YOUR GOAL: In your answer, reproduce exactly the lines from the beginning of the listing below through the one containing "const SYSTEM_TEMPLATE: &str", and only those lines.
START RECORD EXCERPTS
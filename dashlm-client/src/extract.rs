//! Few-shot structured extraction
//!
//! An [`Extractor`] turns free text into a flat record whose keys are a
//! fixed [`Schema`]. It sends one JSON-mode completion request holding an
//! instruction message, a block of worked examples and the text itself,
//! then projects the reply onto the schema.
//!
//! # Example
//!
//! ```no_run
//! use dashlm_client::{Example, Extractor, Schema};
//! use dashlm_providers::OpenAI;
//! use serde_json::json;
//!
//! # async fn example() -> Result<(), dashlm_core::Error> {
//! let provider = OpenAI::dashscope_from_env()?;
//! let schema = Schema::new(["日期", "股票名称", "开盘价", "收盘价", "成交量"])?;
//! let extractor = Extractor::new(schema)?
//!     .with_task("股票信息")
//!     .example(Example::new(
//!         "2024年4月8日，绿能动力以42.60元低开，最终收报40.85元，成交量萎缩至45万股。",
//!         json!({"日期": "2024-04-08", "股票名称": "绿能动力", "开盘价": "42.60",
//!                "收盘价": "40.85", "成交量": "450000"}),
//!     )?);
//!
//! let result = extractor.extract(&provider, "2024年5月20日，蓝海电子以18.50元开盘...").await?;
//! println!("{}", result.to_json());
//! # Ok(())
//! # }
//! ```

use crate::normalize::NumberNormalizer;
use dashlm_core::{Error, Message, Model, Provider, Request, Result};
use handlebars::Handlebars;
use serde::Serialize;
use serde_json::{json, Map, Value};
use std::fmt;

const SYSTEM_TEMPLATE: &str = "system";
const USER_TEMPLATE: &str = "user";

const SYSTEM_PROMPT: &str = "你是一个专业的{{task}}提取助手。请从文本中提取以下字段：\
{{#each fields}}{{#unless @first}},{{/unless}}{{this}}{{/each}}。
返回格式为JSON对象，只包含上述字段；如果原文没有提及，该字段的值为空字符串。\
{{#if normalize}}
带有万、亿等数量单位的数值请换算为纯数字。{{/if}}";

const USER_PROMPT: &str = "{{#if examples}}以下是提取示例：\
{{#each examples}}
输入：{{this.input}}
输出：{{this.output}}
{{/each}}

{{/if}}请提取以下文本的信息：{{text}}";

/// Ordered, non-empty set of field names
#[derive(Debug, Clone, PartialEq, Eq)]
pub struct Schema {
    fields: Vec<String>,
}

impl Schema {
    /// Create a schema from field names, in order
    ///
    /// Repeated names keep their first position. Fails with
    /// [`Error::Validation`] when the list is empty or a name is blank.
    pub fn new<I, S>(fields: I) -> Result<Self>
    where
        I: IntoIterator<Item = S>,
        S: Into<String>,
    {
        let mut names: Vec<String> = Vec::new();
        for field in fields {
            let field = field.into();
            if field.trim().is_empty() {
                return Err(Error::Validation("Schema field names must not be blank".into()));
            }
            if !names.contains(&field) {
                names.push(field);
            }
        }
        if names.is_empty() {
            return Err(Error::Validation("Schema must name at least one field".into()));
        }
        Ok(Self { fields: names })
    }

    /// Field names in order
    pub fn fields(&self) -> &[String] {
        &self.fields
    }

    /// Whether `name` is a schema field
    pub fn contains(&self, name: &str) -> bool {
        self.fields.iter().any(|f| f == name)
    }

    /// Number of fields
    pub fn len(&self) -> usize {
        self.fields.len()
    }

    /// Always false; kept for API symmetry with `len`
    pub fn is_empty(&self) -> bool {
        self.fields.is_empty()
    }
}

/// A worked example: source text and the record expected from it
#[derive(Debug, Clone, PartialEq)]
pub struct Example {
    /// Source text
    pub input: String,
    /// Expected record, in the author's key order
    pub output: Map<String, Value>,
}

impl Example {
    /// Create an example; `output` must be a JSON object
    pub fn new(input: impl Into<String>, output: Value) -> Result<Self> {
        match output {
            Value::Object(output) => Ok(Self {
                input: input.into(),
                output,
            }),
            other => Err(Error::Validation(format!(
                "Example output must be a JSON object, got {}",
                other
            ))),
        }
    }
}

/// Extracted record, keyed exactly by the schema
///
/// Fields the model left out, set to `null` or to an empty string are
/// `None`.
#[derive(Debug, Clone, PartialEq, Eq)]
pub struct ExtractionResult {
    fields: Vec<(String, Option<String>)>,
}

impl ExtractionResult {
    /// Value of a field, `None` when absent or not in the schema
    pub fn get(&self, field: &str) -> Option<&str> {
        self.fields
            .iter()
            .find(|(name, _)| name == field)
            .and_then(|(_, value)| value.as_deref())
    }

    /// Iterate over `(field, value)` pairs in schema order
    pub fn iter(&self) -> impl Iterator<Item = (&str, Option<&str>)> {
        self.fields
            .iter()
            .map(|(name, value)| (name.as_str(), value.as_deref()))
    }

    /// Field names in schema order
    pub fn keys(&self) -> impl Iterator<Item = &str> {
        self.fields.iter().map(|(name, _)| name.as_str())
    }

    /// Number of fields that carry a value
    pub fn filled(&self) -> usize {
        self.fields.iter().filter(|(_, v)| v.is_some()).count()
    }

    /// Render as a JSON object, absent fields as empty strings
    pub fn to_json(&self) -> Value {
        let map: Map<String, Value> = self
            .fields
            .iter()
            .map(|(name, value)| {
                (
                    name.clone(),
                    Value::String(value.clone().unwrap_or_default()),
                )
            })
            .collect();
        Value::Object(map)
    }
}

impl fmt::Display for ExtractionResult {
    fn fmt(&self, f: &mut fmt::Formatter<'_>) -> fmt::Result {
        write!(f, "{}", self.to_json())
    }
}

#[derive(Serialize)]
struct RenderedExample {
    input: String,
    output: String,
}

/// Few-shot extractor for one schema
#[derive(Debug, Clone)]
pub struct Extractor {
    schema: Schema,
    examples: Vec<Example>,
    task: String,
    model: Option<Model>,
    json_mode: bool,
    normalizer: Option<NumberNormalizer>,
    templates: Handlebars<'static>,
}

impl Extractor {
    /// Create an extractor with JSON mode and numeric normalization on
    pub fn new(schema: Schema) -> Result<Self> {
        let mut templates = Handlebars::new();
        templates.register_escape_fn(handlebars::no_escape);
        templates
            .register_template_string(SYSTEM_TEMPLATE, SYSTEM_PROMPT)
            .map_err(|e| Error::Configuration(format!("Invalid system prompt template: {}", e)))?;
        templates
            .register_template_string(USER_TEMPLATE, USER_PROMPT)
            .map_err(|e| Error::Configuration(format!("Invalid user prompt template: {}", e)))?;

        Ok(Self {
            schema,
            examples: Vec::new(),
            task: "信息".to_string(),
            model: None,
            json_mode: true,
            normalizer: Some(NumberNormalizer::new()?),
            templates,
        })
    }

    /// Add one worked example
    pub fn example(mut self, example: Example) -> Self {
        for key in example.output.keys() {
            if !self.schema.contains(key) {
                tracing::debug!(key = %key, "example output key is not in the schema");
            }
        }
        self.examples.push(example);
        self
    }

    /// Add several worked examples
    pub fn with_examples(self, examples: impl IntoIterator<Item = Example>) -> Self {
        examples.into_iter().fold(self, Self::example)
    }

    /// Describe what is being extracted, e.g. `股票信息`
    pub fn with_task(mut self, task: impl Into<String>) -> Self {
        self.task = task.into();
        self
    }

    /// Pin the model instead of using the provider default
    pub fn with_model(mut self, model: impl Into<Model>) -> Self {
        self.model = Some(model.into());
        self
    }

    /// Toggle `response_format = json_object`
    ///
    /// Turn off for services that reject the field.
    pub fn json_mode(mut self, enabled: bool) -> Self {
        self.json_mode = enabled;
        self
    }

    /// Toggle expansion of 万/亿 style quantities
    pub fn normalize_numbers(mut self, enabled: bool) -> Result<Self> {
        self.normalizer = if enabled {
            Some(NumberNormalizer::new()?)
        } else {
            None
        };
        Ok(self)
    }

    /// The schema this extractor projects onto
    pub fn schema(&self) -> &Schema {
        &self.schema
    }

    /// Build the instruction and user messages for `text`
    pub fn messages(&self, text: &str) -> Result<Vec<Message>> {
        let system = self
            .templates
            .render(
                SYSTEM_TEMPLATE,
                &json!({
                    "task": self.task,
                    "fields": self.schema.fields(),
                    "normalize": self.normalizer.is_some(),
                }),
            )
            .map_err(|e| Error::Configuration(format!("Failed to render system prompt: {}", e)))?;

        let examples = self
            .examples
            .iter()
            .map(|example| {
                Ok(RenderedExample {
                    input: example.input.clone(),
                    output: serde_json::to_string(&example.output)?,
                })
            })
            .collect::<Result<Vec<_>>>()?;

        let user = self
            .templates
            .render(USER_TEMPLATE, &json!({ "examples": examples, "text": text }))
            .map_err(|e| Error::Configuration(format!("Failed to render user prompt: {}", e)))?;

        Ok(vec![Message::system(system), Message::user(user)])
    }

    /// Build the completion request for `text`
    pub fn request(&self, text: &str) -> Result<Request> {
        let mut builder = Request::builder().messages(self.messages(text)?);
        if let Some(model) = &self.model {
            builder = builder.model(model.clone());
        }
        if self.json_mode {
            builder = builder.json_mode();
        }
        Ok(builder.try_build()?)
    }

    /// Run one extraction against `provider`
    pub async fn extract<P: Provider>(&self, provider: &P, text: &str) -> Result<ExtractionResult> {
        let request = self.request(text)?;
        tracing::debug!(
            fields = self.schema.len(),
            examples = self.examples.len(),
            "extraction request"
        );
        let response = provider.request(request).await?;
        self.parse_reply(&response.content)
    }

    /// Parse a model reply and project it onto the schema
    ///
    /// Fails with [`Error::Parse`] when the reply is not a JSON object.
    pub fn parse_reply(&self, content: &str) -> Result<ExtractionResult> {
        let value: Value = serde_json::from_str(content).map_err(|e| {
            Error::parse(
                format!("extraction reply is not valid JSON: {}", e),
                content,
                Some(Box::new(e)),
            )
        })?;
        let Value::Object(mut object) = value else {
            return Err(Error::parse(
                "extraction reply is not a JSON object",
                content,
                None,
            ));
        };

        for key in object.keys().filter(|k| !self.schema.contains(k)) {
            tracing::debug!(key = %key, "dropping field outside the schema");
        }

        let fields = self
            .schema
            .fields()
            .iter()
            .map(|name| {
                let value = object.remove(name).and_then(|v| self.project(v));
                (name.clone(), value)
            })
            .collect();

        Ok(ExtractionResult { fields })
    }

    fn project(&self, value: Value) -> Option<String> {
        let text = match value {
            Value::Null => return None,
            Value::String(s) => s.trim().to_string(),
            Value::Number(n) => n.to_string(),
            Value::Bool(b) => b.to_string(),
            other => other.to_string(),
        };
        if text.is_empty() {
            return None;
        }
        Some(match &self.normalizer {
            Some(normalizer) => normalizer.normalize(&text),
            None => text,
        })
    }
}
END RECORD EXCERPTS
SOLVED EXERCISE:
filename dashlm-client/src/extract.rs
//! Few-shot structured extraction
//!
//! An [`Extractor`] turns free text into a flat record whose keys are a
//! fixed [`Schema`]. It sends one JSON-mode completion request holding an
//! instruction message, a block of worked examples and the text itself,
//! then projects the reply onto the schema.
//!
//! # Example
//!
//! ```no_run
//! use dashlm_client::{Example, Extractor, Schema};
//! use dashlm_providers::OpenAI;
//! use serde_json::json;
//!
//! # async fn example() -> Result<(), dashlm_core::Error> {
//! let provider = OpenAI::dashscope_from_env()?;
//! let schema = Schema::new(["日期", "股票名称", "开盘价", "收盘价", "成交量"])?;
//! let extractor = Extractor::new(schema)?
//!     .with_task("股票信息")
//!     .example(Example::new(
//!         "2024年4月8日，绿能动力以42.60元低开，最终收报40.85元，成交量萎缩至45万股。",
//!         json!({"日期": "2024-04-08", "股票名称": "绿能动力", "开盘价": "42.60",
//!                "收盘价": "40.85", "成交量": "450000"}),
//!     )?);
//!
//! let result = extractor.extract(&provider, "2024年5月20日，蓝海电子以18.50元开盘...").await?;
//! println!("{}", result.to_json());
//! # Ok(())
//! # }
//! ```

use crate::normalize::NumberNormalizer;
use dashlm_core::{Error, Message, Model, Provider, Request, Result};
use handlebars::Handlebars;
use serde::Serialize;
use serde_json::{json, Map, Value};
use std::fmt;

const SYSTEM_TEMPLATE: &str = "system";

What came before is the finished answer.